Submission Details

MFN2 encodes for GTPases on the outer mitochondrial membranes. The gene was first described as the cause of CMT2 in 14 families in 2004 (PMID: 15064763). A subsequent study screened 323 CMT2 patients and identified significant variants in 29 of them; up to 33% of patients with family history of CMT carried a likely pathogenic MFN2 variant (PMID: 16714318). Chung et al reported 10 pathogenic mutations in 26 patients from 15 families (PMID: 16835246). MFN2 is expressed in the liver and adipose tissues, and is abundantly expressed in the brain. MFN2 is essential for mitochondrial fusion and contact, mitochondrial transport, ER-mitochondrial contact, and is a mediator of cellular autophagy and mitophagy. Two studies have reported semidominant families with axonal motor and sensory neuropathy with pathogenic variants in MFN2 identified through candidate gene sequencing.
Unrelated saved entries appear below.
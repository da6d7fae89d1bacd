//! Output rendering for `get-output` against a finished in-process run.

use bytes::Bytes;
use t2server_cli::cli::get_output::{render_outputs, RenderOptions};
use t2server_cli::model::{OutputPort, PortData, PortValue};
use t2server_cli::port::parse_coordinate;
use t2server_cli::server::memory::{MemoryRun, MemoryServer, Workflow};
use t2server_cli::server::{Run, Server};
use t2server_cli::Error;

fn text(s: &'static str) -> PortData {
    PortData::Value(PortValue::Inline {
        content_type: "text/plain".into(),
        data: Bytes::from_static(s.as_bytes()),
    })
}

/// `words` is `[[a, <ref b>], [ERROR]]`.
fn words() -> OutputPort {
    OutputPort {
        name: "words".into(),
        depth: 2,
        data: PortData::List(vec![
            PortData::List(vec![
                text("a"),
                PortData::Value(PortValue::Reference {
                    uri: "http://h/wd/b".into(),
                    content_type: "text/plain".into(),
                    size: 1,
                }),
            ]),
            PortData::List(vec![PortData::Value(PortValue::Error {
                message: "boom".into(),
            })]),
        ]),
    }
}

async fn finished_run() -> MemoryRun {
    let wf = Workflow::new()
        .output(words())
        .output(OutputPort {
            name: "count".into(),
            depth: 0,
            data: text("3"),
        })
        .reference("http://h/wd/b", "b")
        .polls_until_finished(0);
    let server = MemoryServer::new(wf);
    let run = server
        .create_run(Bytes::from_static(b"<wf/>"), None)
        .await
        .expect("create");
    run.start().await.expect("start");
    run.status().await.expect("status");
    run
}

#[tokio::test]
async fn lists_every_leaf_of_every_port() {
    let run = finished_run().await;
    let lines = render_outputs(&run, &[], RenderOptions::default())
        .await
        .expect("render");

    assert_eq!(lines[0], "words (depth 2) {");
    assert_eq!(lines[1], " Index:        0,0");
    assert_eq!(lines[2], " Reference:    (inline)");
    assert!(lines.contains(&" Reference:    http://h/wd/b".to_string()));
    assert!(lines.contains(&" Error:        boom".to_string()));
    assert!(lines.contains(&"count (depth 0) {".to_string()));
    assert_eq!(lines.iter().filter(|l| *l == "}").count(), 2);
    // Payloads are only printed on request.
    assert!(!lines.iter().any(|l| l == " Data: <<"));
}

#[tokio::test]
async fn refs_mode_prints_one_line_per_leaf() {
    let run = finished_run().await;
    let coords = vec![parse_coordinate("words").unwrap()];
    let opts = RenderOptions {
        refs: true,
        ..Default::default()
    };
    let lines = render_outputs(&run, &coords, opts).await.expect("render");
    assert_eq!(
        lines,
        vec![
            "words (depth 2) {",
            " 0,0 -> (inline)",
            " 0,1 -> http://h/wd/b",
            " 1,0 -> ERROR: boom",
            "}",
        ]
    );
}

#[tokio::test]
async fn data_mode_fetches_referenced_payloads() {
    let run = finished_run().await;
    let coords = vec![parse_coordinate("words:0,1").unwrap()];
    let opts = RenderOptions {
        data: true,
        ..Default::default()
    };
    let lines = render_outputs(&run, &coords, opts).await.expect("render");
    let at = lines.iter().position(|l| l == " Data: <<").expect("data block");
    assert_eq!(lines[at + 1], "b");
    assert_eq!(lines[at + 2], ">>");
}

#[tokio::test]
async fn data_mode_skips_error_leaves() {
    let run = finished_run().await;
    let coords = vec![parse_coordinate("words:1").unwrap()];
    let opts = RenderOptions {
        data: true,
        ..Default::default()
    };
    let lines = render_outputs(&run, &coords, opts).await.expect("render");
    assert_eq!(
        lines,
        vec!["words (depth 2) {", " Index:        1,0", " Error:        boom", "}"]
    );
}

#[tokio::test]
async fn total_size_sums_leaves() {
    let run = finished_run().await;
    let coords = vec![parse_coordinate("words").unwrap()];
    let opts = RenderOptions {
        total_size: true,
        ..Default::default()
    };
    let lines = render_outputs(&run, &coords, opts).await.expect("render");
    assert_eq!(lines[0], "words (depth 2, 2 bytes) {");
}

#[tokio::test]
async fn bad_coordinates_are_reported() {
    let run = finished_run().await;

    let out_of_range = vec![parse_coordinate("words:5").unwrap()];
    assert!(matches!(
        render_outputs(&run, &out_of_range, RenderOptions::default()).await,
        Err(Error::IndexOutOfRange { .. })
    ));

    let too_deep = vec![parse_coordinate("words:0,0,0").unwrap()];
    assert!(matches!(
        render_outputs(&run, &too_deep, RenderOptions::default()).await,
        Err(Error::IndexTooDeep { depth: 2, .. })
    ));

    let unknown = vec![parse_coordinate("nope").unwrap()];
    assert!(matches!(
        render_outputs(&run, &unknown, RenderOptions::default()).await,
        Err(Error::NoSuchPort { .. })
    ));
}

#[tokio::test]
async fn json_mode_emits_selected_subtrees() {
    let run = finished_run().await;
    let coords = vec![parse_coordinate("words:0").unwrap()];
    let opts = RenderOptions {
        json: true,
        total_size: true,
        ..Default::default()
    };
    let lines = render_outputs(&run, &coords, opts).await.expect("render");
    assert_eq!(lines.len(), 1);

    let v: serde_json::Value = serde_json::from_str(&lines[0]).expect("json");
    assert_eq!(v[0]["port"], "words");
    assert_eq!(v[0]["index"], serde_json::json!([0]));
    assert_eq!(v[0]["total_size"], 2);
    assert_eq!(v[0]["data"][0]["kind"], "inline");
    assert_eq!(v[0]["data"][1]["uri"], "http://h/wd/b");
}
//! `get-output`: inspect the outputs of an existing run.

use super::{
    find_server, print_help, select_run_id, spawn_output_writer, ConnectionArgs, OutputLine,
    AFTER_HELP,
};
use crate::error::Result as LibResult;
use crate::model::{OutputPort, PortData, PortValue, RunStatus};
use crate::port::{self, Coordinate};
use crate::server::rest::RestServer;
use crate::server::{Run, Server};
use crate::text_summary::{leaf_block, port_header};
use anyhow::{bail, Context, Result};
use bytes::Bytes;
use clap::Parser;
use futures::future::try_join_all;
use serde::Serialize;
use std::path::PathBuf;
use tracing::info;

#[derive(Debug, Parser, Clone)]
#[command(
    name = "get-output",
    version,
    disable_version_flag = true,
    about = "Print the outputs of a run on a T2 server",
    override_usage = "get-output [options] server-address [run-id]",
    after_help = AFTER_HELP
)]
pub struct Cli {
    #[command(flatten)]
    pub connection: ConnectionArgs,

    /// Show the version and exit
    #[arg(short = 'v', long, action = clap::ArgAction::Version)]
    version: Option<bool>,

    /// The run to inspect. May also be given as the only positional besides the server address
    #[arg(long, value_name = "ID")]
    pub run_id: Option<String>,

    /// Print the actual data of every value
    #[arg(short = 'd', long, conflicts_with = "refs")]
    pub data: bool,

    /// Print only the references of every value
    #[arg(short = 'r', long)]
    pub refs: bool,

    /// Restrict output to a port, or to an index within it
    #[arg(short = 'c', long = "coordinate", value_name = "NAME[:I,J,...]")]
    pub coordinates: Vec<String>,

    /// Fetch the outputs as a baclava file instead
    #[arg(
        short = 'b',
        long = "baclava-out",
        value_name = "BACLAVA",
        conflicts_with_all = ["data", "refs", "coordinates", "total_size", "json"]
    )]
    pub baclava_out: Option<PathBuf>,

    /// Print the total size of the data of each port
    #[arg(short = 't', long)]
    pub total_size: bool,

    /// Delete the run from the server afterwards
    #[arg(short = 'D', long)]
    pub delete: bool,

    /// Print the selected outputs as JSON
    #[arg(long)]
    pub json: bool,

    #[arg(value_name = "server-address")]
    pub positionals: Vec<String>,
}

#[derive(Debug, Clone, Copy, Default)]
pub struct RenderOptions {
    pub data: bool,
    pub refs: bool,
    pub total_size: bool,
    pub json: bool,
}

impl From<&Cli> for RenderOptions {
    fn from(args: &Cli) -> Self {
        Self {
            data: args.data,
            refs: args.refs,
            total_size: args.total_size,
            json: args.json,
        }
    }
}

#[derive(Serialize)]
struct Selection<'a> {
    port: &'a str,
    depth: usize,
    index: &'a [usize],
    #[serde(skip_serializing_if = "Option::is_none")]
    total_size: Option<u64>,
    data: &'a PortData,
}

/// Render the run's outputs, restricted to `coords` when any are given.
///
/// Every coordinate is resolved before any payload is fetched, so a bad
/// coordinate fails without further server traffic.
pub async fn render_outputs<R: Run>(
    run: &R,
    coords: &[Coordinate],
    opts: RenderOptions,
) -> LibResult<Vec<String>> {
    let ports = run.output_ports().await?;
    let selected: Vec<(&OutputPort, Vec<usize>)> = if coords.is_empty() {
        ports.iter().map(|p| (p, Vec::new())).collect()
    } else {
        coords
            .iter()
            .map(|c| -> LibResult<(&OutputPort, Vec<usize>)> {
                let p = port::find(&ports, &c.name)?;
                port::subtree(p, &c.index)?;
                Ok((p, c.index.clone()))
            })
            .collect::<LibResult<_>>()?
    };

    if opts.json {
        let mut out = Vec::with_capacity(selected.len());
        for (p, index) in &selected {
            out.push(Selection {
                port: &p.name,
                depth: p.depth,
                index,
                total_size: opts.total_size.then(|| port::total_size(p)),
                data: port::subtree(p, index)?,
            });
        }
        let text = serde_json::to_string_pretty(&out)?;
        return Ok(vec![text]);
    }

    let mut lines = Vec::new();
    for (p, prefix) in selected {
        lines.push(port_header(p, opts.total_size));
        let leaves: Vec<(Vec<usize>, &PortValue)> = port::index_space(p)
            .into_iter()
            .filter(|idx| idx.starts_with(&prefix))
            .map(|idx| port::resolve(p, &idx).map(|v| (idx, v)))
            .collect::<LibResult<_>>()?;

        if opts.refs {
            for (idx, v) in &leaves {
                lines.push(format!(" {} -> {}", fmt_index(idx), reference_of(v)));
            }
        } else {
            let payloads = if opts.data {
                try_join_all(leaves.iter().map(|(_, v)| fetch_payload(run, v))).await?
            } else {
                vec![None; leaves.len()]
            };
            for ((idx, v), data) in leaves.iter().zip(payloads) {
                lines.extend(leaf_block(idx, v, data.as_deref()));
            }
        }
        lines.push("}".to_string());
    }
    Ok(lines)
}

async fn fetch_payload<R: Run>(run: &R, v: &PortValue) -> LibResult<Option<Bytes>> {
    if v.is_error() {
        return Ok(None);
    }
    run.fetch_value(v).await.map(Some)
}

fn reference_of(v: &PortValue) -> String {
    match v {
        PortValue::Reference { uri, .. } => uri.clone(),
        PortValue::Inline { .. } => "(inline)".to_string(),
        PortValue::Error { message } => format!("ERROR: {message}"),
    }
}

fn fmt_index(idx: &[usize]) -> String {
    if idx.is_empty() {
        return "-".to_string();
    }
    idx.iter()
        .map(|i| i.to_string())
        .collect::<Vec<_>>()
        .join(",")
}

pub async fn run(args: Cli) -> Result<()> {
    // Coordinates are checked before anything touches the network.
    let coords = args
        .coordinates
        .iter()
        .map(|c| port::parse_coordinate(c))
        .collect::<LibResult<Vec<_>>>()?;

    let Some((server_at, server_url)) = find_server(&args.positionals) else {
        print_help::<Cli>();
        bail!("no server address given");
    };
    let run_id = select_run_id(args.run_id.as_deref(), &args.positionals, server_at)?;

    let server = RestServer::new(server_url)?;
    let credentials = args.connection.credentials();
    let run = server
        .get_run(&run_id, credentials.as_ref())
        .await
        .with_context(|| format!("cannot open run {run_id}"))?;

    let (out_tx, out_handle) = spawn_output_writer();
    let result = read_outputs(&run, &args, &coords).await.map(|lines| {
        for line in lines {
            let _ = out_tx.send(line);
        }
    });

    drop(out_tx);
    let _ = out_handle.await;
    result
}

/// Print the requested outputs of a finished run, then delete it if asked.
/// The run is only deleted once every output has been read.
pub(crate) async fn read_outputs<R: Run>(
    run: &R,
    args: &Cli,
    coords: &[Coordinate],
) -> Result<Vec<OutputLine>> {
    let status = run.status().await?;
    if !status.is_terminal() {
        bail!("run {} has no outputs yet (status: {status})", run.id());
    }
    info!(run = run.id(), %status, "reading outputs");

    let mut lines = Vec::new();
    if let Some(path) = &args.baclava_out {
        let data = run.bundle_output().await?;
        tokio::fs::write(path, &data)
            .await
            .with_context(|| format!("could not write baclava file '{}'", path.display()))?;
        lines.push(OutputLine::Stdout(format!(
            "Baclava file written to '{}'",
            path.display()
        )));
    } else {
        if status == RunStatus::Stopped {
            lines.push(OutputLine::Stderr(format!(
                "Run {} was stopped; outputs may be incomplete",
                run.id()
            )));
        }
        let rendered = render_outputs(run, coords, RenderOptions::from(args)).await?;
        lines.extend(rendered.into_iter().map(OutputLine::Stdout));
    }

    if args.delete {
        run.delete()
            .await
            .with_context(|| format!("could not delete run {}", run.id()))?;
        lines.push(OutputLine::Stdout("Run deleted".to_string()));
    }
    Ok(lines)
}

#[cfg(test)]
mod tests {
    use super::*;
    use crate::server::memory::{MemoryRun, MemoryServer, Workflow};

    fn parse(args: &[&str]) -> std::result::Result<Cli, clap::Error> {
        let mut full = vec!["get-output"];
        full.extend_from_slice(args);
        Cli::try_parse_from(full)
    }

    #[test]
    fn accepts_repeated_coordinates() {
        let cli = parse(&["-c", "OUT:0,1", "-c", "other", "-t", "http://h/t2", "run-1"]).unwrap();
        assert_eq!(cli.coordinates, vec!["OUT:0,1", "other"]);
        assert!(cli.total_size);
        assert_eq!(cli.positionals, vec!["http://h/t2", "run-1"]);
    }

    #[test]
    fn data_and_refs_conflict() {
        assert!(parse(&["-d", "-r", "http://h/t2"]).is_err());
    }

    #[test]
    fn baclava_excludes_port_rendering() {
        assert!(parse(&["-b", "out.xml", "-d", "http://h/t2"]).is_err());
        assert!(parse(&["-b", "out.xml", "-D", "http://h/t2", "r"]).is_ok());
    }

    async fn memory_run(finish: bool) -> (MemoryServer, MemoryRun) {
        let wf = Workflow::new()
            .output(OutputPort {
                name: "out1".into(),
                depth: 0,
                data: PortData::Value(PortValue::Inline {
                    content_type: "text/plain".into(),
                    data: Bytes::from_static(b"hello"),
                }),
            })
            .polls_until_finished(0);
        let server = MemoryServer::new(wf);
        let run = server
            .create_run(Bytes::from_static(b"<wf/>"), None)
            .await
            .unwrap();
        if finish {
            run.start().await.unwrap();
            run.status().await.unwrap();
        }
        (server, run)
    }

    fn coords(specs: &[&str]) -> Vec<Coordinate> {
        specs
            .iter()
            .map(|s| port::parse_coordinate(s).unwrap())
            .collect()
    }

    #[tokio::test]
    async fn delete_follows_rendering() {
        let (server, run) = memory_run(true).await;
        let args = parse(&["-D", "http://h/t2", run.id()]).unwrap();
        let lines = read_outputs(&run, &args, &coords(&["out1"])).await.unwrap();

        assert_eq!(lines.first(), Some(&OutputLine::Stdout("out1 (depth 0) {".into())));
        assert_eq!(lines.last(), Some(&OutputLine::Stdout("Run deleted".into())));
        assert_eq!(server.deleted(), vec![run.id().to_string()]);
    }

    #[tokio::test]
    async fn failed_rendering_keeps_the_run() {
        let (server, run) = memory_run(true).await;
        let args = parse(&["-D", "http://h/t2", run.id()]).unwrap();
        let err = read_outputs(&run, &args, &coords(&["missing"]))
            .await
            .unwrap_err();

        assert!(format!("{err:#}").contains("no output port named 'missing'"));
        assert!(server.deleted().is_empty());
        assert_eq!(server.run_count(), 1);
    }

    #[tokio::test]
    async fn unfinished_run_is_refused_and_kept() {
        let (server, run) = memory_run(false).await;
        let args = parse(&["-D", "http://h/t2", run.id()]).unwrap();
        let err = read_outputs(&run, &args, &[]).await.unwrap_err();

        assert!(err.to_string().contains("has no outputs yet (status: created)"));
        assert!(server.deleted().is_empty());
    }

    #[tokio::test]
    async fn bundle_is_written_before_delete() {
        let dir = tempfile::tempdir().unwrap();
        let path = dir.path().join("res.xml");
        let (server, run) = memory_run(false).await;
        run.request_bundle_output().await.unwrap();
        run.start().await.unwrap();
        run.status().await.unwrap();

        let path_arg = path.to_string_lossy().into_owned();
        let args = parse(&["-b", &path_arg, "-D", "http://h/t2", run.id()]).unwrap();
        let lines = read_outputs(&run, &args, &[]).await.unwrap();

        assert_eq!(std::fs::read(&path).unwrap(), b"<dataThingMap/>");
        assert_eq!(lines.len(), 2);
        assert_eq!(server.deleted(), vec![run.id().to_string()]);
    }

    #[test]
    fn index_formatting() {
        assert_eq!(fmt_index(&[]), "-");
        assert_eq!(fmt_index(&[0, 2, 1]), "0,2,1");
    }
}
//! Collaborator interface to a T2 workflow server.
//!
//! The driver only talks to these traits. `rest` maps them onto the server's
//! HTTP resources; `memory` is an in-process stand-in for tests.

#[cfg(any(test, feature = "test-support"))]
pub mod memory;
pub mod rest;

use crate::error::Result;
use crate::model::{Credentials, InputPortInfo, OutputPort, PortValue, RunStatus};
use async_trait::async_trait;
use bytes::Bytes;
use time::OffsetDateTime;

#[async_trait]
pub trait Server: Send + Sync {
    type Run: Run;

    /// Submit a workflow definition, returning a handle to the new run.
    async fn create_run(
        &self,
        workflow: Bytes,
        credentials: Option<&Credentials>,
    ) -> Result<Self::Run>;

    /// Look up an existing run by identifier.
    async fn get_run(&self, id: &str, credentials: Option<&Credentials>) -> Result<Self::Run>;
}

/// Handle to one server-side run. All state lives on the server; every
/// accessor is a remote call.
#[async_trait]
pub trait Run: Send + Sync {
    fn id(&self) -> &str;

    async fn create_time(&self) -> Result<Option<OffsetDateTime>>;
    async fn start_time(&self) -> Result<Option<OffsetDateTime>>;
    async fn finish_time(&self) -> Result<Option<OffsetDateTime>>;
    async fn status(&self) -> Result<RunStatus>;
    /// `None` until the run has finished.
    async fn exit_code(&self) -> Result<Option<i32>>;
    async fn console_output(&self) -> Result<String>;
    async fn console_error(&self) -> Result<String>;

    async fn start(&self) -> Result<()>;
    async fn delete(&self) -> Result<()>;

    async fn input_ports(&self) -> Result<Vec<InputPortInfo>>;
    async fn set_input_value(&self, port: &str, value: &str) -> Result<()>;
    async fn set_input_file(&self, port: &str, file_name: &str, contents: Bytes) -> Result<()>;

    async fn set_bundle_input(&self, file_name: &str, contents: Bytes) -> Result<()>;
    async fn request_bundle_output(&self) -> Result<()>;
    async fn bundle_output(&self) -> Result<Bytes>;

    async fn output_ports(&self) -> Result<Vec<OutputPort>>;
    /// Payload of a leaf, fetching it from the server if it is a reference.
    async fn fetch_value(&self, value: &PortValue) -> Result<Bytes>;
}
use bytes::Bytes;
use serde::{Serialize, Serializer};
use std::collections::BTreeMap;
use std::fmt;
use std::path::PathBuf;
use std::str::FromStr;
use std::time::Duration;
use time::OffsetDateTime;

/// Default interval between status polls while a run is executing.
pub const DEFAULT_POLL_INTERVAL: Duration = Duration::from_secs(1);

/// File name used on the server for a requested Baclava output bundle.
pub const DEFAULT_BUNDLE_OUTPUT: &str = "out.xml";

#[derive(Debug, Clone)]
pub struct DriverConfig {
    pub poll_interval: Duration,
}

impl Default for DriverConfig {
    fn default() -> Self {
        Self {
            poll_interval: DEFAULT_POLL_INTERVAL,
        }
    }
}

/// HTTP basic credentials attached to every server call.
#[derive(Clone, PartialEq, Eq)]
pub struct Credentials {
    pub username: String,
    pub password: String,
}

impl Credentials {
    pub fn new(username: impl Into<String>, password: impl Into<String>) -> Self {
        Self {
            username: username.into(),
            password: password.into(),
        }
    }
}

impl fmt::Debug for Credentials {
    fn fmt(&self, f: &mut fmt::Formatter<'_>) -> fmt::Result {
        f.debug_struct("Credentials")
            .field("username", &self.username)
            .field("password", &"<redacted>")
            .finish()
    }
}

/// Server-owned run state. Ordered by lifecycle rank; the two terminal
/// states share a rank.
#[derive(Debug, Clone, Copy, PartialEq, Eq, Serialize)]
#[serde(rename_all = "lowercase")]
pub enum RunStatus {
    Created,
    Running,
    Finished,
    Stopped,
}

impl RunStatus {
    fn rank(self) -> u8 {
        match self {
            RunStatus::Created => 0,
            RunStatus::Running => 1,
            RunStatus::Finished | RunStatus::Stopped => 2,
        }
    }

    pub fn is_terminal(self) -> bool {
        self.rank() == 2
    }

    /// True when moving from `self` to `next` would go backwards.
    pub fn regresses_to(self, next: RunStatus) -> bool {
        next.rank() < self.rank() || (self.is_terminal() && next != self)
    }

    /// Name used by the server's `status` resource.
    pub fn as_wire_str(self) -> &'static str {
        match self {
            RunStatus::Created => "Initialized",
            RunStatus::Running => "Operating",
            RunStatus::Finished => "Finished",
            RunStatus::Stopped => "Stopped",
        }
    }
}

impl FromStr for RunStatus {
    type Err = String;

    fn from_str(s: &str) -> Result<Self, Self::Err> {
        match s.trim() {
            "Initialized" => Ok(RunStatus::Created),
            "Operating" => Ok(RunStatus::Running),
            "Finished" => Ok(RunStatus::Finished),
            "Stopped" => Ok(RunStatus::Stopped),
            other => Err(format!("unknown run status '{other}'")),
        }
    }
}

impl fmt::Display for RunStatus {
    fn fmt(&self, f: &mut fmt::Formatter<'_>) -> fmt::Result {
        let s = match self {
            RunStatus::Created => "created",
            RunStatus::Running => "running",
            RunStatus::Finished => "finished",
            RunStatus::Stopped => "stopped",
        };
        f.write_str(s)
    }
}

#[derive(Debug, Clone, PartialEq, Eq)]
pub struct InputPortInfo {
    pub name: String,
    pub depth: usize,
    pub is_set: bool,
}

/// Where an input port's value comes from.
#[derive(Debug, Clone, PartialEq, Eq)]
pub enum InputSource {
    Value(String),
    File(PathBuf),
}

/// Inputs for a new run. A bundle, when present, replaces every per-port entry.
#[derive(Debug, Clone, Default)]
pub struct InputPlan {
    pub bundle: Option<PathBuf>,
    pub ports: BTreeMap<String, InputSource>,
}

#[derive(Debug, Clone, Copy, PartialEq, Eq, Default)]
pub enum OutputMode {
    #[default]
    Ports,
    Bundle,
}

#[derive(Debug, Clone)]
pub struct RunPlan {
    pub workflow: Bytes,
    pub inputs: InputPlan,
    pub output_mode: OutputMode,
    pub delete_after: bool,
}

/// A single resolved leaf of an output port.
#[derive(Debug, Clone, PartialEq, Eq, Serialize)]
#[serde(tag = "kind", rename_all = "snake_case")]
pub enum PortValue {
    Inline {
        content_type: String,
        #[serde(serialize_with = "serialize_lossy")]
        data: Bytes,
    },
    Reference {
        uri: String,
        content_type: String,
        size: u64,
    },
    Error {
        message: String,
    },
}

impl PortValue {
    /// Payload size in bytes; error markers carry no payload.
    pub fn size(&self) -> u64 {
        match self {
            PortValue::Inline { data, .. } => data.len() as u64,
            PortValue::Reference { size, .. } => *size,
            PortValue::Error { .. } => 0,
        }
    }

    pub fn content_type(&self) -> Option<&str> {
        match self {
            PortValue::Inline { content_type, .. } | PortValue::Reference { content_type, .. } => {
                Some(content_type)
            }
            PortValue::Error { .. } => None,
        }
    }

    pub fn reference(&self) -> Option<&str> {
        match self {
            PortValue::Reference { uri, .. } => Some(uri),
            _ => None,
        }
    }

    pub fn is_error(&self) -> bool {
        matches!(self, PortValue::Error { .. })
    }

    pub fn error(&self) -> Option<&str> {
        match self {
            PortValue::Error { message } => Some(message),
            _ => None,
        }
    }

    /// Inline payload as text, if it is inline and valid UTF-8.
    pub fn string_data(&self) -> Option<&str> {
        match self {
            PortValue::Inline { data, .. } => std::str::from_utf8(data).ok(),
            _ => None,
        }
    }
}

fn serialize_lossy<S: Serializer>(data: &Bytes, s: S) -> Result<S::Ok, S::Error> {
    s.serialize_str(&String::from_utf8_lossy(data))
}

/// Value tree of an output port.
#[derive(Debug, Clone, PartialEq, Eq, Serialize)]
#[serde(untagged)]
pub enum PortData {
    Value(PortValue),
    List(Vec<PortData>),
}

#[derive(Debug, Clone, PartialEq, Eq, Serialize)]
pub struct OutputPort {
    pub name: String,
    pub depth: usize,
    pub data: PortData,
}

/// Outcome of waiting for a run to leave the running state.
#[derive(Debug, Clone, Copy, PartialEq, Eq)]
pub enum Completion {
    Finished(RunStatus),
    Cancelled,
}

#[derive(Debug, Clone, Serialize)]
#[serde(tag = "kind", rename_all = "snake_case")]
pub enum CollectedOutputs {
    Ports {
        ports: Vec<OutputPort>,
    },
    Bundle {
        size: u64,
        #[serde(skip)]
        data: Bytes,
    },
    /// The run did not exit cleanly, so nothing was fetched.
    NotCollected,
}

#[derive(Debug, Clone, Serialize)]
pub struct RunReport {
    pub id: String,
    pub status: RunStatus,
    #[serde(with = "time::serde::rfc3339::option")]
    pub created_at: Option<OffsetDateTime>,
    #[serde(with = "time::serde::rfc3339::option")]
    pub started_at: Option<OffsetDateTime>,
    #[serde(with = "time::serde::rfc3339::option")]
    pub finished_at: Option<OffsetDateTime>,
    pub exit_code: Option<i32>,
    pub stdout: String,
    pub stderr: String,
    pub outputs: CollectedOutputs,
    pub deleted: bool,
}

#[derive(Debug, Clone)]
pub enum RunOutcome {
    // Box to keep the enum small; the report holds output trees.
    Completed(Box<RunReport>),
    /// `deleted` is set when the run was cancelled before it started.
    Cancelled { id: String, deleted: bool },
}

/// Structured progress events emitted by the driver and consumed by CLI layers.
#[derive(Debug, Clone)]
pub enum RunEvent {
    Created {
        id: String,
        created_at: Option<OffsetDateTime>,
    },
    BundleUploaded {
        path: PathBuf,
    },
    InputSet {
        port: String,
        value: String,
    },
    InputFileSet {
        port: String,
        file_name: String,
    },
    InputIgnored {
        port: String,
    },
    BundleOutputRequested,
    Started {
        started_at: Option<OffsetDateTime>,
    },
    Polled {
        status: RunStatus,
    },
    Finished {
        status: RunStatus,
        finished_at: Option<OffsetDateTime>,
    },
    Collected {
        report: Box<RunReport>,
    },
    Deleted {
        id: String,
    },
}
Phenotype was variable in many studies, even with the same mutation, as some families had optic atrophy, but others did not. Optic atrophy as an additional symptom to CMT2 was first reported in 6 families by Zuchner et al, where three probands carried de novo MFN2 changes (PMID: 16437557). Other phenotypes reported included periventricular and subcortical hyperintense lesions by brain MRI in eight patients, sensorineural hearing loss in three patients, and bilateral extensor plantar responses in two patients. The role of MFN2 with mitochondrial function, shape, mobility and fusion has been supported with experimental functional studies (Baloh et al, 2007, PMID: 17215403; Chen et al, 2003, PMID: 12527753). In summary, MFN2 is DEFINITIVELY associated with semidominant axonal hereditary motor and sensory neuropathy due to the presence of both genetic case level evidence and experimental evidence.